I have created a basic example below that shows a table with a virtual column in Oracle. The virtual column is populated by a function.
create or replace
function awesomeness(
val in varchar2
)
return varchar2 deterministic as retVal varchar2(255);
begin
retVal := 'Some amazing value';
return retval;
end;
/
drop table sometable;
/
create table sometable(
value varchar2(255),
awesome varchar2(4000) as (awesomeness(value))
);
/
The above SQL executes fine, but actually I'm not happy with the 'awesome' column being 4000 characters. I want to make this much smaller, but according to the documentation on functions - you can't. However it suggests that it adapts to the caller, except it doesn't seem to be doing that.
The datatype cannot specify a length, precision, or scale. Oracle Database derives the length, precision, or scale of the return value from the environment from which the function is called.
If I change the table definition to that shown below, I get an error.
drop table sometable;
/
create table sometable(
value varchar2(255),
awesome varchar2(30) as (awesomeness(value))
);
/
Error report:
SQL Error: ORA-12899: value too large for column "AWESOME" (actual: 30, maximum: 4000)
12899. 00000 - "value too large for column %s (actual: %s, maximum: %s)"

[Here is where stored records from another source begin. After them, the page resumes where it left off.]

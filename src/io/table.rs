//! Delimited-table reading and result writing
//!
//! Input is a rectangular numeric table with a header row, tab or comma
//! delimited. One column is the response, optionally one is an offset, and
//! every remaining column becomes a candidate predictor.

use std::fs::File;
use std::io::{BufRead, BufReader, Write};
use std::path::Path;

use ndarray::{Array1, Array2};
use serde::Serialize;

use crate::data::GlmData;
use crate::error::{GlmSelectError, Result};
use crate::io::report::{FitReport, IntervalReport, SearchReport, StepwiseReport};
use crate::search::CandidateSet;

/// Strip surrounding quotes from a string
fn strip_quotes(s: &str) -> String {
    let s = s.trim();
    if (s.starts_with('"') && s.ends_with('"')) || (s.starts_with('\'') && s.ends_with('\'')) {
        s[1..s.len() - 1].to_string()
    } else {
        s.to_string()
    }
}

/// A parsed numeric table, column-major
#[derive(Debug, Clone)]
pub struct NumericTable {
    pub names: Vec<String>,
    pub columns: Vec<Vec<f64>>,
}

impl NumericTable {
    pub fn n_rows(&self) -> usize {
        self.columns.first().map_or(0, |c| c.len())
    }

    pub fn column_index(&self, name: &str) -> Option<usize> {
        self.names.iter().position(|n| n == name)
    }
}

/// Modeling inputs assembled from a table: design matrix, candidate set,
/// and the variable names aligned with candidate ids
#[derive(Debug)]
pub struct DesignTable {
    pub data: GlmData,
    pub candidates: CandidateSet,
    pub names: Vec<String>,
}

/// Read a delimited numeric table with a header row.
///
/// Expected format: first row is column names; the delimiter is a tab when
/// the header contains one, otherwise a comma.
pub fn read_table<P: AsRef<Path>>(path: P) -> Result<NumericTable> {
    let file = File::open(path)?;
    let reader = BufReader::new(file);
    let mut lines = reader.lines();

    let header_line = lines.next().ok_or_else(|| GlmSelectError::EmptyData {
        reason: "Empty data file".to_string(),
    })??;

    // Detect delimiter
    let delimiter = if header_line.contains('\t') { '\t' } else { ',' };

    let names: Vec<String> = header_line
        .split(delimiter)
        .map(|s| strip_quotes(s.trim()))
        .collect();
    for (i, name) in names.iter().enumerate() {
        if names[..i].contains(name) {
            return Err(GlmSelectError::InvalidInput {
                reason: format!("Duplicate column name: {}", name),
            });
        }
    }

    let mut columns: Vec<Vec<f64>> = vec![Vec::new(); names.len()];
    for line in lines {
        let line = line?;
        if line.trim().is_empty() {
            continue;
        }

        let fields: Vec<&str> = line.split(delimiter).collect();
        if fields.len() != names.len() {
            return Err(GlmSelectError::InvalidInput {
                reason: format!("Row has {} columns, expected {}", fields.len(), names.len()),
            });
        }

        for (j, field) in fields.iter().enumerate() {
            let text = strip_quotes(field.trim());
            let value = text
                .parse::<f64>()
                .map_err(|_| GlmSelectError::InvalidInput {
                    reason: format!("Invalid numeric value '{}' in column {}", text, names[j]),
                })?;
            columns[j].push(value);
        }
    }

    if columns.first().map_or(true, |c| c.is_empty()) {
        return Err(GlmSelectError::EmptyData {
            reason: "No data rows found".to_string(),
        });
    }

    Ok(NumericTable { names, columns })
}

/// Assemble modeling inputs from a parsed table.
///
/// `response` and the optional `offset` are looked up by column name; all
/// other columns become one candidate variable each, in file order. With
/// `intercept` a leading ones column is added as variable 0 and forced into
/// every model, as are the variables named in `keep`.
pub fn build_design(
    table: &NumericTable,
    response: &str,
    offset: Option<&str>,
    intercept: bool,
    keep: &[String],
) -> Result<DesignTable> {
    let n = table.n_rows();
    let y_idx = table
        .column_index(response)
        .ok_or_else(|| GlmSelectError::InvalidInput {
            reason: format!("No response column named '{}'", response),
        })?;
    let offset_idx = match offset {
        Some(name) => Some(table.column_index(name).ok_or_else(|| {
            GlmSelectError::InvalidInput {
                reason: format!("No offset column named '{}'", name),
            }
        })?),
        None => None,
    };

    let predictor_idx: Vec<usize> = (0..table.names.len())
        .filter(|&j| j != y_idx && Some(j) != offset_idx)
        .collect();
    if predictor_idx.is_empty() && !intercept {
        return Err(GlmSelectError::InvalidInput {
            reason: "No predictor columns left after response and offset".to_string(),
        });
    }

    let lead = intercept as usize;
    let p = predictor_idx.len() + lead;
    let mut x = Array2::zeros((n, p));
    let mut names = Vec::with_capacity(p);
    if intercept {
        x.column_mut(0).fill(1.0);
        names.push("(Intercept)".to_string());
    }
    for (k, &j) in predictor_idx.iter().enumerate() {
        for (i, &v) in table.columns[j].iter().enumerate() {
            x[[i, k + lead]] = v;
        }
        names.push(table.names[j].clone());
    }

    let y = Array1::from(table.columns[y_idx].clone());
    let data = match offset_idx {
        Some(j) => GlmData::with_offset(x, y, Array1::from(table.columns[j].clone()))?,
        None => GlmData::new(x, y)?,
    };

    let mut mandatory: Vec<usize> = if intercept { vec![0] } else { Vec::new() };
    for name in keep {
        let var = names
            .iter()
            .position(|n| n == name)
            .ok_or_else(|| GlmSelectError::InvalidInput {
                reason: format!("Unknown variable '{}' in keep list", name),
            })?;
        mandatory.push(var);
    }
    let candidates = CandidateSet::new((0..p).collect(), p, &mandatory)?;

    Ok(DesignTable {
        data,
        candidates,
        names,
    })
}

/// Write fitted coefficients to a TSV file
pub fn write_fit<P: AsRef<Path>>(path: P, report: &FitReport) -> Result<()> {
    let mut file = File::create(path)?;

    writeln!(file, "term\testimate\tstd_error")?;
    for c in &report.coefficients {
        match c.std_error {
            Some(se) => writeln!(file, "{}\t{:.6}\t{:.6}", c.term, c.estimate, se)?,
            None => writeln!(file, "{}\t{:.6}\tNA", c.term, c.estimate)?,
        }
    }

    Ok(())
}

/// Write ranked search results to a TSV file
pub fn write_selection<P: AsRef<Path>>(path: P, report: &SearchReport) -> Result<()> {
    let mut file = File::create(path)?;

    writeln!(file, "rank\t{}\tlog_lik\tvariables", report.metric)?;
    for (rank, model) in report.models.iter().enumerate() {
        writeln!(
            file,
            "{}\t{:.6}\t{:.6}\t{}",
            rank + 1,
            model.metric,
            model.log_lik,
            model.variables.join(" + "),
        )?;
    }

    Ok(())
}

/// Write a stepwise path to a TSV file
pub fn write_stepwise<P: AsRef<Path>>(path: P, report: &StepwiseReport) -> Result<()> {
    let mut file = File::create(path)?;

    writeln!(file, "step\taction\tvariable\t{}", report.metric)?;
    for (step, record) in report.path.iter().enumerate() {
        writeln!(
            file,
            "{}\t{}\t{}\t{:.6}",
            step,
            record.action,
            record.variable.as_deref().unwrap_or("NA"),
            record.metric,
        )?;
    }

    Ok(())
}

/// Write confidence bounds to a TSV file
pub fn write_intervals<P: AsRef<Path>>(path: P, report: &IntervalReport) -> Result<()> {
    let mut file = File::create(path)?;

    writeln!(file, "term\testimate\tlower\tupper")?;
    for term in &report.terms {
        writeln!(
            file,
            "{}\t{:.6}\t{:.6}\t{:.6}",
            term.term, term.estimate, term.lower, term.upper,
        )?;
    }

    Ok(())
}

/// Write any report as pretty-printed JSON
pub fn write_json<P: AsRef<Path>, T: Serialize>(path: P, value: &T) -> Result<()> {
    let file = File::create(path)?;
    serde_json::to_writer_pretty(file, value)?;
    Ok(())
}

#[cfg(test)]
mod tests {
    use super::*;
    use std::io::Write;
    use tempfile::NamedTempFile;

    #[test]
    fn test_read_tab_table() {
        let mut file = NamedTempFile::new().unwrap();
        writeln!(file, "y\tx1\tx2").unwrap();
        writeln!(file, "1.0\t0.5\t2").unwrap();
        writeln!(file, "0.0\t1.5\t3").unwrap();
        writeln!(file, "1.0\t2.5\t4").unwrap();

        let table = read_table(file.path()).unwrap();
        assert_eq!(table.names, vec!["y", "x1", "x2"]);
        assert_eq!(table.n_rows(), 3);
        assert_eq!(table.columns[1][2], 2.5);
    }

    #[test]
    fn test_read_comma_table_with_quotes() {
        let mut file = NamedTempFile::new().unwrap();
        writeln!(file, "\"y\",\"dose\"").unwrap();
        writeln!(file, "3.5,0.1").unwrap();
        writeln!(file, "4.5,0.2").unwrap();

        let table = read_table(file.path()).unwrap();
        assert_eq!(table.names, vec!["y", "dose"]);
        assert_eq!(table.columns[0], vec![3.5, 4.5]);
    }

    #[test]
    fn test_bad_rows_rejected() {
        let mut file = NamedTempFile::new().unwrap();
        writeln!(file, "y\tx1").unwrap();
        writeln!(file, "1.0\t0.5\t9.9").unwrap();
        assert!(read_table(file.path()).is_err());

        let mut file = NamedTempFile::new().unwrap();
        writeln!(file, "y\tx1").unwrap();
        writeln!(file, "1.0\tabc").unwrap();
        assert!(read_table(file.path()).is_err());

        let mut file = NamedTempFile::new().unwrap();
        writeln!(file, "y\ty").unwrap();
        assert!(read_table(file.path()).is_err());
    }

    #[test]
    fn test_build_design() {
        let table = NumericTable {
            names: vec!["x1".into(), "y".into(), "off".into(), "x2".into()],
            columns: vec![
                vec![0.5, 1.5, 2.5],
                vec![1.0, 0.0, 1.0],
                vec![0.1, 0.1, 0.1],
                vec![2.0, 3.0, 4.0],
            ],
        };

        let design =
            build_design(&table, "y", Some("off"), true, &["x2".to_string()]).unwrap();
        assert_eq!(design.names, vec!["(Intercept)", "x1", "x2"]);
        assert_eq!(design.data.n_obs(), 3);
        assert_eq!(design.data.n_cols(), 3);
        assert_eq!(design.data.x()[[1, 0]], 1.0);
        assert_eq!(design.data.x()[[1, 1]], 1.5);
        assert_eq!(design.data.offset()[0], 0.1);
        assert!(design.candidates.is_mandatory(0));
        assert!(design.candidates.is_mandatory(2));
        assert!(!design.candidates.is_mandatory(1));

        assert!(build_design(&table, "z", None, true, &[]).is_err());
        assert!(build_design(&table, "y", Some("z"), true, &[]).is_err());
        assert!(build_design(&table, "y", None, true, &["nope".to_string()]).is_err());
    }

    #[test]
    fn test_write_fit_table() {
        use crate::io::report::CoefficientReport;

        let report = FitReport {
            family: "gaussian(identity)".to_string(),
            method: "fisher".to_string(),
            status_code: 2,
            converged: true,
            log_lik: -12.5,
            deviance: 3.25,
            coefficients: vec![
                CoefficientReport {
                    term: "(Intercept)".to_string(),
                    estimate: 1.234567,
                    std_error: Some(0.5),
                },
                CoefficientReport {
                    term: "x1".to_string(),
                    estimate: -2.0,
                    std_error: None,
                },
            ],
        };

        let file = NamedTempFile::new().unwrap();
        write_fit(file.path(), &report).unwrap();

        let written = std::fs::read_to_string(file.path()).unwrap();
        let lines: Vec<&str> = written.lines().collect();
        assert_eq!(lines[0], "term\testimate\tstd_error");
        assert_eq!(lines[1], "(Intercept)\t1.234567\t0.500000");
        assert_eq!(lines[2], "x1\t-2.000000\tNA");
    }

    #[test]
    fn test_write_json_round_trip() {
        use crate::io::report::{IntervalReport, TermInterval};

        let report = IntervalReport {
            metric: "AIC".to_string(),
            goal: 52.5,
            terms: vec![TermInterval {
                term: "x1".to_string(),
                estimate: 1.0,
                lower: 0.25,
                upper: f64::NAN,
            }],
        };

        let file = NamedTempFile::new().unwrap();
        write_json(file.path(), &report).unwrap();

        let written = std::fs::read_to_string(file.path()).unwrap();
        let value: serde_json::Value = serde_json::from_str(&written).unwrap();
        assert_eq!(value["metric"], "AIC");
        assert_eq!(value["terms"][0]["lower"], 0.25);
        // non-finite floats serialize as null
        assert!(value["terms"][0]["upper"].is_null());
    }
}
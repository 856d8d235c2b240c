//! Error types for glmselect

use thiserror::Error;

/// Main error type for fitting and selection operations
///
/// Numerical trouble inside an optimizer run (singular curvature, non-finite
/// objective) is not an error: it is reported through the fit's status code
/// so a search can keep going. These variants cover structural misuse and IO.
#[derive(Error, Debug)]
pub enum GlmSelectError {
    #[error("Invalid family: {reason}")]
    InvalidFamily { reason: String },

    #[error("Dimension mismatch: expected {expected}, got {got}")]
    DimensionMismatch { expected: String, got: String },

    #[error("Invalid candidate set: {reason}")]
    InvalidCandidateSet { reason: String },

    #[error("Invalid input: {reason}")]
    InvalidInput { reason: String },

    #[error("Empty data: {reason}")]
    EmptyData { reason: String },

    #[error("IO error: {0}")]
    IoError(#[from] std::io::Error),

    #[error("CSV parsing error: {0}")]
    CsvError(#[from] csv::Error),

    #[error("JSON error: {0}")]
    JsonError(#[from] serde_json::Error),
}

/// Result type alias for glmselect operations
pub type Result<T> = std::result::Result<T, GlmSelectError>;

*Cause: An attempt was made to insert or update a column with a value
which is too wide for the width of the destination column.
The name of the column is given, along with the actual width
of the value, and the maximum allowed width of the column.
Note that widths are reported in characters if character length
semantics are in effect for the column, otherwise widths are
reported in bytes.
*Action: Examine the SQL statement for correctness. Check source
and destination column data types.
Either make the destination column wider, or use a subset
of the source column (i.e. use substring).
Does my virtual column really need to be varchar2(4000) or can I reduce it somehow?